Christian Paetsch

AURORA | Bank robbery was Christian Paetsch’s answer to domestic troubles.

Even now, seven months after he donned a beekeeper mask, waved a pistol and bolted with $25,000 from a Wells Fargo bank in Aurora, the 46-year-old violinist and former music teacher can’t explain his bizarre reaction to a troubled family life.

Christian Paetsch
Christian Paetsch

“I don’t know, something broke in me,” Paetsch told a federal judge last week as he pleaded guilty to bank robbery and using a firearm during a crime.

At his sentencing in April, Paetsch, who has no criminal record, is facing close to 10 years in federal prison.

The June 2 robbery at the bank near East Hampden Avenue and South Chambers Road gained national attention after Aurora police stopped at least 25 vehicles at an intersection and held them at gunpoint for almost an hour during their search for the robber. Eventually, a tracking device hidden in the stacks of cash lead investigators to Paetsch. In his car, cops found the beekeeper mask, gun and money from the bank.

The case was also peculiar because Paetsch hardly fits the mold of a typical bank robber. An accomplished violinist from a well-known Colorado music family, he taught music at area schools for more than a decade and loved figure skating.

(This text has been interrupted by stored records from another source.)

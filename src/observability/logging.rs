//! Structured logging.
//!
//! # Design Decisions
//! - Uses tracing crate for structured logging
//! - JSON format for production, pretty format for development
//! - `RUST_LOG` overrides the configured level

use tracing_subscriber::{layer::SubscriberExt, util::SubscriberInitExt, EnvFilter};

use crate::config::{LogFormat, ObservabilityConfig};

/// Install the global subscriber. Calling it twice is a no-op.
pub fn init(config: &ObservabilityConfig) {
    let filter = EnvFilter::try_from_default_env().unwrap_or_else(|_| {
        EnvFilter::new(format!(
            "resilient_gateway={level},tower_http={level}",
            level = config.log_level
        ))
    });

    let registry = tracing_subscriber::registry().with(filter);
    let result = match config.log_format {
        LogFormat::Json => registry
            .with(tracing_subscriber::fmt::layer().json().with_current_span(false))
            .try_init(),
        LogFormat::Pretty => registry.with(tracing_subscriber::fmt::layer()).try_init(),
    };

    if result.is_err() {
        tracing::debug!("Logging already initialized");
    }
}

Paetsch’s lawyer, federal public defender Matthew Belcher, had hoped a judge would rule the police stop unconstitutional and toss the evidence found in Paetsch’s car. But last fall, U.S. District Court Judge William J. Martinez ruled against Paetsch and said the police stop, while certainly extraordinary, appeared necessary considering the violent nature of the robbery.

“The Court declines to second-guess the officers’ decision to stop the twenty vehicles when they did,” he wrote.

With that, Paetsch’s only option was taking the case to trial, where prosecutors armed with a mountain of evidence would have breezed toward conviction.

At a hearing last week inside the Alfred A. Arraj federal courthouse in Denver, Paetsch changed his plea to guilty. The plea is part of an agreement with prosecutors that allows Paetsch to continue appealing Martinez’s ruling on the traffic stop.

Still, the plea came with a hefty price: Paetsch pleaded guilty to using a gun during a crime of violence, which carries a mandatory minimum sentence of seven years in federal prison. And by law, that sentence has to run consecutively to any other sentence, meaning it won’t start until Paetsch’s bank robbery sentence, which will run at least 21 months, is complete.

Before he accepted the plea, Martinez had Paetsch explain what he did and why.

Paetsch, who has been free on bond since a few days after his arrest, said he was going through a difficult stretch in his family life and having problems with his wife and 19-year-old daughter.

“I wasn’t sure how to handle them at the time,” he said.

Paetsch didn’t specify what his problems were, but federal prosecutors have said he appeared to have financial troubles. The day before the robbery, prosecutors said Paetsch and his wife went to the Wells Fargo bank in an effort to renegotiate a loan. When the bank refused, Paetsch’s wife stormed out in tears.

“In a state of despair, I went into a bank and took some money out of the bank and left,” Paetsch said.

He stressed that he didn’t want to hurt anyone and made sure the gun didn’t have a round in the chamber and that the safety was on.

“Even to this day, I can’t imagine why I did this,” he said.